Stored data entries:
════════════════════
//! Container-literal schemas and their compiler.
//!
//! `Schema` is the authoring form: ready-made `TypeNode`s mixed with mapping,
//! single-element sequence and fixed-arity tuple literals (plus `Optional` /
//! `Any` wrappers so literals can nest inside them). `compile` lowers it, depth
//! first and in one pass, to a pure `TypeNode` tree.

use indexmap::IndexMap;

use crate::error::{Path, PathSegment, SchemaError};
use crate::node::TypeNode;

#[derive(Debug)]
pub enum Schema {
    Node(TypeNode),
    Mapping(IndexMap<String, Schema>),
    /// Must hold exactly one element schema.
    Sequence(Vec<Schema>),
    Tuple(Vec<Schema>),
    Optional(Box<Schema>),
    Any(Vec<Schema>),
}

impl From<TypeNode> for Schema {
    fn from(node: TypeNode) -> Self {
        Schema::Node(node)
    }
}

// -------------------- literal helpers --------------------

pub fn mapping<K, S>(fields: impl IntoIterator<Item = (K, S)>) -> Schema
where
    K: Into<String>,
    S: Into<Schema>,
{
    Schema::Mapping(fields.into_iter().map(|(k, s)| (k.into(), s.into())).collect())
}

pub fn sequence(element: impl Into<Schema>) -> Schema {
    Schema::Sequence(vec![element.into()])
}

pub fn tuple<S: Into<Schema>>(positions: impl IntoIterator<Item = S>) -> Schema {
    Schema::Tuple(positions.into_iter().map(Into::into).collect())
}

pub fn optional(inner: impl Into<Schema>) -> Schema {
    Schema::Optional(Box::new(inner.into()))
}

pub fn any<S: Into<Schema>>(alternatives: impl IntoIterator<Item = S>) -> Schema {
    Schema::Any(alternatives.into_iter().map(Into::into).collect())
}

// -------------------- compiler --------------------

/// Lower a schema to a `TypeNode` tree. Fails only on malformed authoring;
/// ready-made nodes are returned unchanged.
pub fn compile(schema: Schema) -> Result<TypeNode, SchemaError> {
    let mut path = Path::root();
    let node = compile_at(schema, &mut path)?;
    tracing::debug!("schema compiled");
    Ok(node)
}

fn compile_at(schema: Schema, path: &mut Path) -> Result<TypeNode, SchemaError> {
    match schema {
        Schema::Node(node) => Ok(node),
        Schema::Mapping(fields) => {
            let mut out = IndexMap::with_capacity(fields.len());
            for (name, sub) in fields {
                path.push(PathSegment::Key(name.clone()));
                let node = compile_at(sub, path);
                path.pop();
                out.insert(name, node?);
            }
            Ok(TypeNode::mapping(out))
        }
        Schema::Sequence(mut elements) => {
            if elements.len() != 1 {
                return Err(SchemaError::SequenceArity { path: path.clone(), len: elements.len() });
            }
            let element = elements.remove(0);
            path.push(PathSegment::Index(0));
            let node = compile_at(element, path);
            path.pop();
            Ok(TypeNode::sequence(node?))
        }
        Schema::Tuple(positions) => {
            let nodes = compile_indexed(positions, path)?;
            Ok(TypeNode::tuple(nodes))
        }
        Schema::Optional(inner) => Ok(TypeNode::optional(compile_at(*inner, path)?)),
        Schema::Any(alternatives) => {
            if alternatives.is_empty() {
                return Err(SchemaError::EmptyAny { path: path.clone() });
            }
            let nodes = compile_indexed(alternatives, path)?;
            Ok(TypeNode::any(nodes))
        }
    }
}

fn compile_indexed(schemas: Vec<Schema>, path: &mut Path) -> Result<Vec<TypeNode>, SchemaError> {
    schemas
        .into_iter()
        .enumerate()
        .map(|(index, sub)| {
            path.push(PathSegment::Index(index));
            let node = compile_at(sub, path);
            path.pop();
            node
        })
        .collect()
}

// ------------------------------- Tests ------------------------------------ //

#[cfg(test)]
mod tests {
    use super::*;
    use crate::eval::{Mode, evaluate};
    use crate::node::NodeKind;
    use crate::value::Value;
    use serde_json::json;

    #[test]
    fn literals_lower_to_composites() {
        let node = compile(mapping([
            ("list", sequence(TypeNode::number())),
            ("pair", tuple([TypeNode::string(), TypeNode::number()])),
            ("maybe", optional(sequence(TypeNode::null()))),
            ("either", any([Schema::from(TypeNode::null()), sequence(TypeNode::string())])),
        ]))
        .unwrap();
        let NodeKind::Mapping(fields) = node.kind() else { panic!("not a mapping") };
        assert!(matches!(fields["list"].kind(), NodeKind::Sequence(_)));
        assert!(matches!(fields["pair"].kind(), NodeKind::Tuple(xs) if xs.len() == 2));
        assert!(fields["maybe"].is_optional());
        assert!(matches!(fields["either"].kind(), NodeKind::Any(xs) if xs.len() == 2));
    }

    #[test]
    fn bare_node_passes_through() {
        let node = compile(TypeNode::date().into()).unwrap();
        assert!(matches!(node.kind(), NodeKind::Date));
    }

    #[test]
    fn sequence_literal_needs_one_element() {
        let err = compile(mapping([("xs", Schema::Sequence(vec![]))])).unwrap_err();
        assert_eq!(err.to_string(), "$.xs: sequence literal must hold exactly one element schema, found 0");

        let two = Schema::Sequence(vec![TypeNode::null().into(), TypeNode::null().into()]);
        assert!(matches!(compile(two), Err(SchemaError::SequenceArity { len: 2, .. })));
    }

    #[test]
    fn empty_any_is_rejected_with_location() {
        let err = compile(tuple([any(Vec::<Schema>::new())])).unwrap_err();
        assert_eq!(err.to_string(), "$[0]: `any` needs at least one alternative");
    }

    #[test]
    fn compiled_literals_clean_like_explicit_nodes() {
        let node = compile(sequence(tuple([TypeNode::string(), TypeNode::number()]))).unwrap();
        let out = evaluate(&node, &Value::from(json!([["hello", 1], ["goodbye", "120"]])), Mode::FailFast);
        assert_eq!(out, Ok(Value::from(json!([["hello", 1], ["goodbye", 120]]))));
    }
}
//! Matchers that combine other nodes. Children are evaluated through
//! [`Evaluator::child`] so every failure carries its full path.
use indexmap::IndexMap;

use super::{Evaluator, Outcome};
use crate::error::{FailureKind, PathSegment, ValidationFailure};
use crate::node::TypeNode;
use crate::value::Value;

static ABSENT: Value = Value::Null;

impl Evaluator {
    /// Null (or an absent mapping field, which arrives here as Null) short-circuits
    /// to Null without consulting `inner`.
    pub(super) fn optional(&mut self, inner: &TypeNode, value: &Value) -> Outcome {
        if value.is_null() {
            return Ok(Value::Null);
        }
        self.evaluate(inner, value)
    }

    /// First acceptance in declaration order wins. Every rejected branch is kept
    /// under `NoAlternativeMatched`.
    pub(super) fn any(&mut self, alternatives: &[TypeNode], value: &Value) -> Outcome {
        let mut attempts = Vec::new();
        for (index, alternative) in alternatives.iter().enumerate() {
            match self.evaluate(alternative, value) {
                Ok(cleaned) => return Ok(cleaned),
                Err(mut failed) => {
                    tracing::trace!(alternative = index, failures = failed.len(), "any: alternative rejected");
                    attempts.append(&mut failed);
                }
            }
        }
        Err(self.fail(FailureKind::NoAlternativeMatched { attempts }, value))
    }

    pub(super) fn tuple(&mut self, positions: &[TypeNode], value: &Value) -> Outcome {
        let Value::Sequence(items) = value else {
            return Err(self.type_mismatch("sequence", value));
        };
        if items.len() != positions.len() {
            let kind = FailureKind::ArityMismatch { expected: positions.len(), found: items.len() };
            return Err(self.fail(kind, value));
        }
        let mut out = Vec::with_capacity(items.len());
        let mut failures = Vec::new();
        for (index, (node, item)) in positions.iter().zip(items).enumerate() {
            match self.child(PathSegment::Index(index), node, item) {
                Ok(cleaned) => out.push(cleaned),
                Err(failed) => {
                    if self.absorb(&mut failures, failed) {
                        break;
                    }
                }
            }
        }
        finish(failures, Value::Sequence(out))
    }

    pub(super) fn sequence(&mut self, element: &TypeNode, value: &Value) -> Outcome {
        let Value::Sequence(items) = value else {
            return Err(self.type_mismatch("sequence", value));
        };
        let mut out = Vec::with_capacity(items.len());
        let mut failures = Vec::new();
        for (index, item) in items.iter().enumerate() {
            match self.child(PathSegment::Index(index), element, item) {
                Ok(cleaned) => out.push(cleaned),
                Err(failed) => {
                    if self.absorb(&mut failures, failed) {
                        break;
                    }
                }
            }
        }
        finish(failures, Value::Sequence(out))
    }

    /// Declared fields only: undeclared input keys are dropped from the output.
    pub(super) fn mapping(&mut self, fields: &IndexMap<String, TypeNode>, value: &Value) -> Outcome {
        let Value::Mapping(input) = value else {
            return Err(self.type_mismatch("mapping", value));
        };
        let mut out = IndexMap::with_capacity(fields.len());
        let mut failures = Vec::new();
        for (name, node) in fields {
            let present = match input.get(name) {
                Some(present) => present,
                None if node.is_optional() => &ABSENT,
                None => {
                    self.path.push(PathSegment::Key(name.clone()));
                    let missing = self.fail(FailureKind::MissingField, &Value::Null);
                    self.path.pop();
                    if self.absorb(&mut failures, missing) {
                        break;
                    }
                    continue;
                }
            };
            match self.child(PathSegment::Key(name.clone()), node, present) {
                Ok(cleaned) => {
                    out.insert(name.clone(), cleaned);
                }
                Err(failed) => {
                    if self.absorb(&mut failures, failed) {
                        break;
                    }
                }
            }
        }
        let dropped = input.keys().filter(|k| !fields.contains_key(*k)).count();
        if dropped > 0 {
            tracing::trace!(path = %self.path, dropped, "mapping: undeclared keys dropped");
        }
        finish(failures, Value::Mapping(out))
    }

    fn type_mismatch(&self, expected: &str, value: &Value) -> Vec<ValidationFailure> {
        let kind = FailureKind::TypeMismatch { expected: expected.to_string(), found: value.type_name() };
        self.fail(kind, value)
    }
}

fn finish(failures: Vec<ValidationFailure>, cleaned: Value) -> Outcome {
    if failures.is_empty() { Ok(cleaned) } else { Err(failures) }
}

// ------------------------------- Tests ------------------------------------ //

#[cfg(test)]
mod tests {
    use super::super::{Mode, evaluate};
    use super::*;
    use pretty_assertions::assert_eq;
    use serde_json::json;

    fn clean(node: &TypeNode, j: serde_json::Value) -> Outcome {
        evaluate(node, &Value::from(j), Mode::FailFast)
    }

    fn clean_all(node: &TypeNode, j: serde_json::Value) -> Outcome {
        evaluate(node, &Value::from(j), Mode::CollectAll)
    }

    fn paths(failures: &[ValidationFailure]) -> Vec<String> {
        failures.iter().map(|f| f.path.to_string()).collect()
    }

    #[test]
    fn optional_accepts_null_even_if_inner_rejects_it() {
        let node = TypeNode::optional(TypeNode::number().strict());
        assert_eq!(clean(&node, json!(null)), Ok(Value::Null));
        assert_eq!(clean(&node, json!(3)), Ok(Value::from(3)));
        assert_eq!(clean(&node, json!("x")).unwrap_err()[0].kind.name(), "TypeMismatch");
    }

    #[test]
    fn optional_condition_still_sees_null() {
        let node = TypeNode::optional(TypeNode::string()).with_condition(|v| !v.is_null());
        assert_eq!(clean(&node, json!(null)).unwrap_err()[0].kind.name(), "ConditionFailed");
    }

    #[test]
    fn any_prefers_declaration_order() {
        let node = TypeNode::any([TypeNode::constant(1), TypeNode::number()]);
        let cleaned = clean(&node, json!(1.0)).unwrap();
        // the constant's own representation wins over Number's coercion
        assert!(matches!(cleaned, Value::Number(crate::value::Number::Int(1))));

        let node = TypeNode::any([TypeNode::string().lenient(), TypeNode::number()]);
        assert_eq!(clean(&node, json!(5)), Ok(Value::from("5")));
    }

    #[test]
    fn any_keeps_every_rejected_branch() {
        let node = TypeNode::any([
            TypeNode::constant("FOO"),
            TypeNode::constant("BAR"),
            TypeNode::constant("BAZ"),
        ]);
        assert_eq!(clean(&node, json!("BAZ")), Ok(Value::from("BAZ")));
        let err = clean(&node, json!("BARZ")).unwrap_err();
        match &err[0].kind {
            FailureKind::NoAlternativeMatched { attempts } => assert_eq!(attempts.len(), 3),
            other => panic!("unexpected {other:?}"),
        }
    }

    #[test]
    fn tuple_checks_arity_then_positions() {
        let node = TypeNode::tuple([TypeNode::number(), TypeNode::boolean()]);
        assert_eq!(clean(&node, json!([1, false])), Ok(Value::from(json!([1, false]))));
        assert_eq!(
            clean(&node, json!([1, false, 2])).unwrap_err()[0].kind,
            FailureKind::ArityMismatch { expected: 2, found: 3 }
        );
        let err = clean(&node, json!([1, "no"])).unwrap_err();
        assert_eq!(paths(&err), vec!["$[1]"]);
        assert_eq!(clean(&node, json!({"0": 1})).unwrap_err()[0].kind.name(), "TypeMismatch");
    }

    #[test]
    fn sequence_validates_every_item() {
        let node = TypeNode::sequence(TypeNode::number().min(0.0));
        assert_eq!(clean(&node, json!([])), Ok(Value::Sequence(vec![])));
        assert_eq!(clean(&node, json!([1, "2", 3])), Ok(Value::from(json!([1, 2, 3]))));
        assert_eq!(paths(&clean(&node, json!([1, -1, -2])).unwrap_err()), vec!["$[1]"]);
        assert_eq!(paths(&clean_all(&node, json!([1, -1, -2])).unwrap_err()), vec!["$[1]", "$[2]"]);
        assert_eq!(
            clean(&node, json!({"0": 1})).unwrap_err()[0].kind,
            FailureKind::TypeMismatch { expected: "sequence".into(), found: "mapping" }
        );
    }

    #[test]
    fn mapping_drops_undeclared_and_reports_missing() {
        let node = TypeNode::mapping([("a", TypeNode::number())]);
        assert_eq!(clean(&node, json!({"a": 1, "b": 2})), Ok(Value::from(json!({"a": 1}))));
        let err = clean(&node, json!({})).unwrap_err();
        assert_eq!(err[0].kind, FailureKind::MissingField);
        assert_eq!(paths(&err), vec!["$.a"]);
        assert_eq!(
            clean(&node, json!([1])).unwrap_err()[0].kind,
            FailureKind::TypeMismatch { expected: "mapping".into(), found: "sequence" }
        );
    }

    #[test]
    fn mapping_absent_optional_field_becomes_null() {
        let node = TypeNode::mapping([
            ("a", TypeNode::number()),
            ("b", TypeNode::optional(TypeNode::number())),
        ]);
        assert_eq!(clean(&node, json!({"a": 1})), Ok(Value::from(json!({"a": 1, "b": null}))));
        // present but invalid still goes through the inner node
        let err = clean(&node, json!({"a": 1, "b": "x1"})).unwrap_err();
        assert_eq!(paths(&err), vec!["$.b"]);
    }

    #[test]
    fn collect_all_reports_across_nested_composites() {
        let node = TypeNode::mapping([
            ("a", TypeNode::number()),
            ("b", TypeNode::mapping([("c", TypeNode::date())])),
            ("d", TypeNode::sequence(TypeNode::boolean())),
        ]);
        let input = json!({"b": {"c": "nope"}, "d": [true, "x", false, 3]});
        let err = clean_all(&node, input.clone()).unwrap_err();
        assert_eq!(paths(&err), vec!["$.a", "$.b.c", "$.d[1]", "$.d[3]"]);
        assert_eq!(paths(&clean(&node, input).unwrap_err()), vec!["$.a"]);
    }

    #[test]
    fn output_is_stable_under_recleaning() {
        let node = TypeNode::mapping([
            ("n", TypeNode::number()),
            ("s", TypeNode::string().lenient()),
            ("o", TypeNode::optional(TypeNode::boolean().lenient())),
            ("l", TypeNode::sequence(TypeNode::tuple([TypeNode::string(), TypeNode::number()]))),
        ]);
        let first = clean(&node, json!({"n": "7", "s": 1, "l": [["a", "1"]], "x": 0})).unwrap();
        let second = evaluate(&node, &first, Mode::FailFast).unwrap();
        assert_eq!(first, second);
    }
}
════════════════════
* [Activity]: For each line of the entries that contains the word "Evaluator", make a copy.

* [Solution]:
//! [`Evaluator::child`] so every failure carries its full path.
use super::{Evaluator, Outcome};
impl Evaluator {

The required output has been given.